Day Two Welcome Address

Ashton Hawkins, counsel at Gersten Savage LLP, will introduce the keynote speaker for the Welcome Address on Friday morning – Kate D. Levin, commissioner of the NYC Department of Cultural Affairs. *photo credit: Giles Ashford

New York’s City Vitals: The Economics of Livability

What are the economic benefits that cities like New York gain by being more livable? Joe Cortright, president and principal economist for Impresa, a consulting firm specializing in regional economic analysis, will speak about the ways certain urban environments incubate talent, innovation, connections and distinctiveness, and the positive economic effects this has in these areas.  Mr. Cortright, working as a senior policy advisor for CEOs for Cities, developed City Vitals, a report that documents these four key elements that drive prosperity in urban environments.

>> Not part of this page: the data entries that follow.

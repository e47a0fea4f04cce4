//! Attachment selection rules.

use crate::source_item::Attachment;

/// Bundle holding the original uploaded binaries.
pub const ORIGINAL_BUNDLE: &str = "ORIGINAL";

/// Bundle holding generated preview images.
pub const THUMBNAIL_BUNDLE: &str = "THUMBNAIL";

/// MIME types treated as text-bearing when no configuration overrides them.
pub const DEFAULT_TEXT_BEARING_TYPES: &[&str] = &["application/pdf"];

/// The primary original binary: the first attachment in the `ORIGINAL` bundle
/// whose MIME type is one of `text_bearing_types`.
///
/// Only the first match is ever considered. Items with several text-bearing
/// originals are indexed and compared on that first one alone.
pub fn primary_attachment<'a, S: AsRef<str>>(
    attachments: &'a [Attachment],
    text_bearing_types: &[S],
) -> Option<&'a Attachment> {
    attachments.iter().find(|attachment| {
        attachment.is_in_bundle(ORIGINAL_BUNDLE)
            && attachment.mime_type.as_deref().is_some_and(|mime| {
                text_bearing_types
                    .iter()
                    .any(|wanted| wanted.as_ref().eq_ignore_ascii_case(mime))
            })
    })
}

/// The first image attachment in the `THUMBNAIL` bundle.
pub fn thumbnail_attachment(attachments: &[Attachment]) -> Option<&Attachment> {
    attachments.iter().find(|attachment| {
        attachment.is_in_bundle(THUMBNAIL_BUNDLE)
            && attachment
                .mime_type
                .as_deref()
                .is_some_and(|mime| mime.to_ascii_lowercase().starts_with("image/"))
    })
}

#[cfg(test)]
mod tests {
    use super::*;
    use crate::source_item::Checksum;

    fn attachment(bundle: &str, mime: &str, checksum: &str) -> Attachment {
        Attachment {
            bundle_name: Some(bundle.to_string()),
            mime_type: Some(mime.to_string()),
            checksum: Some(Checksum {
                value: checksum.to_string(),
                algorithm: Some("MD5".to_string()),
            }),
            retrieve_link: Some(format!("/bitstreams/{}/retrieve", checksum)),
            ..Default::default()
        }
    }

    #[test]
    fn test_selects_pdf_and_thumbnail() {
        let attachments = vec![
            attachment("ORIGINAL", "application/pdf", "abc"),
            attachment("THUMBNAIL", "image/jpeg", "thumb"),
        ];

        let primary = primary_attachment(&attachments, DEFAULT_TEXT_BEARING_TYPES).unwrap();
        let thumbnail = thumbnail_attachment(&attachments).unwrap();

        assert_eq!(primary.checksum_value(), Some("abc"));
        assert_eq!(thumbnail.checksum_value(), Some("thumb"));
    }

    #[test]
    fn test_ignores_non_text_originals() {
        let attachments = vec![
            attachment("ORIGINAL", "image/png", "png"),
            attachment("LICENSE", "application/pdf", "license"),
        ];

        assert!(primary_attachment(&attachments, DEFAULT_TEXT_BEARING_TYPES).is_none());
    }

    #[test]
    fn test_first_match_wins() {
        let attachments = vec![
            attachment("ORIGINAL", "application/pdf", "first"),
            attachment("ORIGINAL", "application/pdf", "second"),
        ];

        let primary = primary_attachment(&attachments, DEFAULT_TEXT_BEARING_TYPES).unwrap();
        assert_eq!(primary.checksum_value(), Some("first"));
    }

    #[test]
    fn test_configured_types() {
        let attachments = vec![attachment(
            "ORIGINAL",
            "application/vnd.openxmlformats-officedocument.wordprocessingml.document",
            "docx",
        )];
        let types = vec![
            "application/pdf".to_string(),
            "application/vnd.openxmlformats-officedocument.wordprocessingml.document".to_string(),
        ];

        assert!(primary_attachment(&attachments, &types).is_some());
    }

    #[test]
    fn test_empty_attachments() {
        assert!(primary_attachment(&[], DEFAULT_TEXT_BEARING_TYPES).is_none());
        assert!(thumbnail_attachment(&[]).is_none());
    }
}
//! Source repository records.
//!
//! A `SourceItem` is the repository's own view of a document. The pipeline
//! never mutates one; it is fetched, persisted verbatim as the metadata
//! object, and later read back by the indexer and reconciler.

use serde::{Deserialize, Serialize};
use serde_json::{Map, Value};
use uuid::Uuid;

/// A single metadata tuple. Keys are dotted (`dc.contributor.author`) and may
/// repeat within one item.
#[derive(Debug, Clone, PartialEq, Eq, Serialize, Deserialize)]
pub struct MetadataEntry {
    pub key: String,
    pub value: String,
    #[serde(default, skip_serializing_if = "Option::is_none")]
    pub language: Option<String>,
}

impl MetadataEntry {
    pub fn new(key: impl Into<String>, value: impl Into<String>) -> Self {
        Self {
            key: key.into(),
            value: value.into(),
            language: None,
        }
    }
}

/// Content checksum reported by the repository for a binary attachment.
#[derive(Debug, Clone, PartialEq, Eq, Serialize, Deserialize)]
pub struct Checksum {
    pub value: String,
    #[serde(
        default,
        rename = "checkSumAlgorithm",
        skip_serializing_if = "Option::is_none"
    )]
    pub algorithm: Option<String>,
}

/// Descriptor of a binary attachment (bitstream).
///
/// Every field is optional on the wire so that partial projections read back
/// from the search index deserialize into the same type.
#[derive(Debug, Clone, Default, PartialEq, Serialize, Deserialize)]
#[serde(rename_all = "camelCase")]
pub struct Attachment {
    #[serde(default, rename = "uuid", skip_serializing_if = "Option::is_none")]
    pub id: Option<Uuid>,
    #[serde(default, skip_serializing_if = "Option::is_none")]
    pub name: Option<String>,
    /// Bundle / category, e.g. `ORIGINAL` or `THUMBNAIL`.
    #[serde(default, skip_serializing_if = "Option::is_none")]
    pub bundle_name: Option<String>,
    #[serde(default, skip_serializing_if = "Option::is_none")]
    pub mime_type: Option<String>,
    #[serde(default, rename = "checkSum", skip_serializing_if = "Option::is_none")]
    pub checksum: Option<Checksum>,
    /// Repository-relative fetch reference.
    #[serde(default, skip_serializing_if = "Option::is_none")]
    pub retrieve_link: Option<String>,
    #[serde(default, skip_serializing_if = "Option::is_none")]
    pub size_bytes: Option<u64>,
    #[serde(flatten)]
    pub extra: Map<String, Value>,
}

impl Attachment {
    /// The checksum value, if the repository reported one.
    pub fn checksum_value(&self) -> Option<&str> {
        self.checksum.as_ref().map(|c| c.value.as_str())
    }

    pub fn is_in_bundle(&self, bundle: &str) -> bool {
        self.bundle_name
            .as_deref()
            .is_some_and(|b| b.eq_ignore_ascii_case(bundle))
    }
}

/// An immutable-per-version snapshot of a repository document.
///
/// Fields the pipeline does not interpret are kept in `extra` so that the
/// persisted metadata object is a faithful copy of what the repository sent.
#[derive(Debug, Clone, PartialEq, Serialize, Deserialize)]
#[serde(rename_all = "camelCase")]
pub struct SourceItem {
    #[serde(rename = "uuid")]
    pub id: Uuid,
    #[serde(default, skip_serializing_if = "Option::is_none")]
    pub name: Option<String>,
    #[serde(default, skip_serializing_if = "Option::is_none")]
    pub handle: Option<String>,
    #[serde(default, skip_serializing_if = "Option::is_none")]
    pub last_modified: Option<String>,
    #[serde(default)]
    pub metadata: Vec<MetadataEntry>,
    #[serde(default, rename = "bitstreams")]
    pub attachments: Vec<Attachment>,
    #[serde(flatten)]
    pub extra: Map<String, Value>,
}

impl SourceItem {
    pub fn new(id: Uuid) -> Self {
        Self {
            id,
            name: None,
            handle: None,
            last_modified: None,
            metadata: Vec::new(),
            attachments: Vec::new(),
            extra: Map::new(),
        }
    }

    /// First value recorded for `key`, in source order.
    pub fn first_value(&self, key: &str) -> Option<&str> {
        self.metadata
            .iter()
            .find(|entry| entry.key == key)
            .map(|entry| entry.value.as_str())
    }

    /// Title used for tagging: `dc.title` when present, otherwise the item name.
    pub fn title(&self) -> Option<&str> {
        self.first_value("dc.title").or(self.name.as_deref())
    }
}

#[cfg(test)]
mod tests {
    use super::*;
    use serde_json::json;

    #[test]
    fn test_deserialize_repository_payload() {
        let payload = json!({
            "uuid": "0c6a4a4e-8f49-4b5f-9d44-8f1b2c3d4e5f",
            "name": "Deep sea survey",
            "handle": "123456789/42",
            "type": "item",
            "lastModified": "2021-10-27 13:03:31.123",
            "metadata": [
                { "key": "dc.title", "value": "Deep sea survey", "language": "en" }
            ],
            "bitstreams": [{
                "uuid": "9d3f1c1e-6a2b-4f8e-8a3c-2b1d0e9f8a7b",
                "name": "survey.pdf",
                "bundleName": "ORIGINAL",
                "mimeType": "application/pdf",
                "checkSum": { "value": "abc", "checkSumAlgorithm": "MD5" },
                "retrieveLink": "/rest/bitstreams/9d3f1c1e-6a2b-4f8e-8a3c-2b1d0e9f8a7b/retrieve",
                "sizeBytes": 1024
            }]
        });

        let item: SourceItem = serde_json::from_value(payload).unwrap();

        assert_eq!(item.name.as_deref(), Some("Deep sea survey"));
        assert_eq!(item.metadata.len(), 1);
        assert_eq!(item.attachments[0].checksum_value(), Some("abc"));
        assert!(item.attachments[0].is_in_bundle("original"));
        assert_eq!(item.extra.get("type"), Some(&json!("item")));
    }

    #[test]
    fn test_unknown_fields_survive_round_trip() {
        let payload = json!({
            "uuid": "0c6a4a4e-8f49-4b5f-9d44-8f1b2c3d4e5f",
            "parentCollection": { "name": "Reports" },
            "withdrawn": "false"
        });

        let item: SourceItem = serde_json::from_value(payload.clone()).unwrap();
        let back = serde_json::to_value(&item).unwrap();

        assert_eq!(back["parentCollection"], payload["parentCollection"]);
        assert_eq!(back["withdrawn"], "false");
    }

    #[test]
    fn test_title_prefers_dc_title() {
        let mut item = SourceItem::new(Uuid::new_v4());
        item.name = Some("Item name".to_string());
        assert_eq!(item.title(), Some("Item name"));

        item.metadata.push(MetadataEntry::new("dc.title", "Catalogued title"));
        assert_eq!(item.title(), Some("Catalogued title"));
    }
}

Brendan Sexton, partner of The Sexton Company and former president of The Municipal Art Society will introduce this presentation. *photo credit: Giles Ashford

Guided Tours: AM Walk or Bike to Summit, PM Visit Farley Building and Ugly Streets


Walk to the Summit | 7:30 AM sharp.

Join architectural historian Matt Postal for an examination of the varied streetscape that lies south of Pennsylvania Station and Madison Square Garden.  Explore the neighborhood’s evolution from residential to commercial use, with brief stops to discuss sites associated with fashion and the fur trade, 20th Century urban renewal, and mass transit.  Meet at southwest corner of 8th Avenue & 24th Street.   Space limited.  Tour reservation required.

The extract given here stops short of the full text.